One of the more frustrating things about email these days is spam filtering. It stinks to miss important messages that your spam filter thought you shouldn't see. It is even worse when your message gets caught by someone else's spam filter. The latter case makes you paranoid whenever someone doesn't get back to you. You start thinking "did he get my message? Should I send it again?"
Just this morning, a spam filter rejected and sent back one of my emails with the following text:
Heuristic analysis has classified your e-Mail as spam and delivery has been refused. We apologize if your message was misinterpreted. Please check your entire message for any restricted content and then attempt a resend. You may also request addition to our list of pre-approved senders.

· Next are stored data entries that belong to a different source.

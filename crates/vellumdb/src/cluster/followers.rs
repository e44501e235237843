//! Follower replication.
//!
//! On a shard leader, every successful local write is replayed to the
//! current follower set. Followers are independent demotion candidates:
//! a follower that does not acknowledge the write with `202` or `201` is
//! removed from the set and logged. A failing follower never fails the
//! primary write.

use std::sync::Arc;

use tracing::{debug, error, warn};

use vellumdb_core::{to_json_string, OperationOptions, Value};
use vellumdb_storage::DocumentCollection;

use crate::cluster::dispatch::{document_path, RequestMethod, ShardRequest};
use crate::cluster::response::ResponseCode;
use crate::database::Database;

/// Replay a write to the follower set of a shard collection.
///
/// The body sent to followers is the same tagged-tree value passed to the
/// local operation. Replication is unordered across followers.
pub fn replicate_to_followers(
    database: &Database,
    collection: &Arc<DocumentCollection>,
    method: RequestMethod,
    value: &Value,
    options: &OperationOptions,
) {
    let followers = collection.followers().get();
    if followers.is_empty() {
        return;
    }

    let Some(dispatch) = database.dispatch() else {
        warn!(
            collection = collection.name(),
            "replication: no shard dispatch configured, keeping follower set"
        );
        return;
    };

    let body = match to_json_string(value) {
        Ok(body) => body,
        Err(err) => {
            warn!(collection = collection.name(), %err, "replication: body not serializable");
            return;
        }
    };

    let path = document_path(database.name(), collection.name());
    debug!(
        collection = collection.name(),
        followers = followers.len(),
        method = method.as_str(),
        "replicating write to followers"
    );

    for follower in followers {
        let request = ShardRequest::new(
            method,
            path.clone(),
            database.config().replication_timeout,
        )
        .with_operation_options(options)
        .with_body(body.clone());

        let acknowledged = matches!(
            dispatch.send_to_server(&follower, request),
            Ok(response)
                if matches!(response.code, ResponseCode::Accepted | ResponseCode::Created)
        );

        if !acknowledged {
            collection.followers().remove(&follower);
            error!(
                collection = collection.name(),
                follower = follower.as_str(),
                "replication: dropping follower"
            );
        }
    }
}
#[test]
fn test_coordinator_remove_wait_for_sync_mapping() {
    // 200 means the removal was synced, 202 means it was not.
    for (response, synced) in [(ResponseCode::Ok, true), (ResponseCode::Accepted, false)] {
        let (_db, dispatch, mut trx) = coordinator();
        dispatch.push_response(ShardResponse::new(response, identity_body()));

        let request = Value::object([("_key", Value::from("abc"))]);
        let result = trx.remove("users", &request, &OperationOptions::new()).expect("remove");
        assert!(result.is_ok());
        assert_eq!(result.wait_for_sync, synced);
        assert_eq!(dispatch.last_sent().method, RequestMethod::Delete);
    }
}

// ============================================================================
// Coordinator: option flags and the no-lock header
// ============================================================================

#[test]
fn test_coordinator_appends_option_flags() {
    let (_db, dispatch, mut trx) = coordinator();
    dispatch.push_response(ShardResponse::new(ResponseCode::Created, identity_body()));

    let mut options = OperationOptions::new();
    options.wait_for_sync = true;
    options.return_new = true;
    let doc = Value::object([("_key", Value::from("abc"))]);
    trx.insert("users", &doc, &options).expect("insert");

    let query = dispatch.last_sent().query;
    let get = |name: &str| query.iter().find(|(n, _)| n == name).map(|(_, v)| v.clone());
    assert_eq!(get("waitForSync").as_deref(), Some("true"));
    assert_eq!(get("returnNew").as_deref(), Some("true"));
    assert_eq!(get("returnOld").as_deref(), Some("false"));
}

#[test]
fn test_nolock_header_injection() {
    let (_db, dispatch, mut trx) = coordinator();
    dispatch.push_response(ShardResponse::new(ResponseCode::Created, identity_body()));

    trx.set_nolock_shards(HashSet::from(["s2".to_string(), "s1".to_string()]));
    let doc = Value::object([("_key", Value::from("abc"))]);
    trx.insert("users", &doc, &OperationOptions::new()).expect("insert");
    assert_eq!(
        dispatch.last_sent().headers.get(NOLOCK_HEADER).map(String::as_str),
        Some("s1;s2")
    );

    // Cleared on return from the dispatch path.
    dispatch.push_response(ShardResponse::new(ResponseCode::Created, identity_body()));
    trx.clear_nolock_shards();
    trx.insert("users", &doc, &OperationOptions::new()).expect("insert");
    assert!(dispatch.last_sent().headers.get(NOLOCK_HEADER).is_none());
}

// ============================================================================
// Coordinator: refused operations
// ============================================================================

#[test]
fn test_coordinator_refuses_index_scans_and_scans() {
    let (_db, _dispatch, trx) = coordinator();

    let err = trx
        .index_scan("users", vellumdb::CursorType::All, None, None, 0, 10, 100, false)
        .unwrap_err();
    assert_eq!(err.code, ErrorCode::OnlyOnDbServer);

    let err = trx.all("users", 0, 10, &OperationOptions::new()).unwrap_err();
    assert_eq!(err.code, ErrorCode::NotImplemented);
    let err = trx.any("users").unwrap_err();
    assert_eq!(err.code, ErrorCode::NotImplemented);
    let err = trx
        .all_keys("users", vellumdb::KeysType::Key, &OperationOptions::new())
        .unwrap_err();
    assert_eq!(err.code, ErrorCode::NotImplemented);
}

#[test]
fn test_coordinator_count_and_truncate() {
    let (_db, dispatch, mut trx) = coordinator();
    dispatch.push_response(ShardResponse::new(ResponseCode::Ok, r#"{"count":42}"#));
    let result = trx.count("users").expect("count");
    assert_eq!(result.payload, Some(Value::Int(42)));

    dispatch.push_response(ShardResponse::new(ResponseCode::Ok, "true"));
    let result = trx.truncate("users", &OperationOptions::new()).expect("truncate");
    assert!(result.is_ok());
    assert_eq!(
        dispatch.last_sent().path,
        "/_db/_system/_api/collection/users/truncate"
    );
}

// ============================================================================
// Follower replication
// ============================================================================

fn shard_leader() -> (Database, Arc<MockDispatch>) {
    let db = Database::new("_system", ServerRole::DbServer);
    db.create_collection("users", CollectionType::Document).expect("create");
    let dispatch = Arc::new(MockDispatch::default());
    db.set_dispatch(Arc::<MockDispatch>::clone(&dispatch));
    (db, dispatch)
}
//! The transaction façade.
//!
//! One [`Transaction`] represents a logical transaction over any number of
//! collections. It is the single entry point into the storage layer: CRUD,
//! index selection, cursors, and -- on a coordinator -- shard dispatch all go
//! through it. A façade belongs to one thread at a time and is not shareable.
//!
//! # Lifecycle
//!
//! A façade is constructed against a [`TransactionContext`]. If the context
//! already carries a running transaction and allows embedding, the new façade
//! adopts the parent's state and only accounts for itself through the nesting
//! level; otherwise it creates its own state. `begin` promotes the state to
//! running, `commit`/`abort` are terminal, and dropping a still-running
//! top-level façade aborts it.

pub mod context;
pub mod coordinator;
pub mod local;
pub mod planner;
pub mod result;

pub use context::TransactionContext;
pub use result::OperationResult;

use std::collections::HashSet;
use std::sync::Arc;
use std::time::Duration;

use parking_lot::Mutex;

use vellumdb_core::{
    CollectionId, CollectionNameResolver, Error, ErrorCode, OperationOptions, Result,
    TransactionId, Value,
};
use vellumdb_index::{validate_index_id, Index, IndexHandle, IndexType};
use vellumdb_storage::{
    AccessType, CollectionType, DocumentCollection, DocumentDitch, TransactionHints,
    TransactionState, TransactionStatus,
};

use crate::cursor::{CursorType, OperationCursor};
use crate::database::Database;

/// The key rendering requested from `allKeys`.
#[derive(Debug, Clone, Copy, PartialEq, Eq)]
pub enum KeysType {
    /// Bare keys.
    Key,
    /// `<collection>/<key>` ids.
    Id,
    /// Full document URL paths.
    Path,
}

/// A transaction façade.
pub struct Transaction {
    state: Option<Arc<Mutex<TransactionState>>>,
    context: Arc<TransactionContext>,
    external_id: TransactionId,
    setup_state: ErrorCode,
    nesting_level: u32,
    hints: TransactionHints,
    wait_for_sync: bool,
    allow_implicit_collections: bool,
    is_real: bool,
    /// Shards this thread already holds locks for; dispatch paths inject the
    /// no-lock header for them.
    nolock_shards: Option<HashSet<String>>,
}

"Heuristic analysis" was probably an overstatement. It was probably just looking for keywords. But what could I have written in my email about scheduling a business meeting that would have triggered the rejection? Well, I am relatively certain that the issue is this.... In my email signature (and, in this case, the body too) I have a shortened link (is.gd) to my Google calendar so that the recipient can see when I am free. Personally, I thought this was a great idea because I work with clients who use Exchange or other groupware to schedule meetings when everyone is free. This technique allows the meeting organizer visibility into my calendar without my needing to join their calendaring system. I used a shortener because the link is really long. I use plain text emails so the length of the URL matters to me.
I still think exposing my calendar is a good idea so I figured out a work around. Google allows you to embed a calendar in another page so I just embedded it in page on http://www.contenthere.net that can easily be linked in an email. I am hoping this will lead to a drastic reduction in spam accusations.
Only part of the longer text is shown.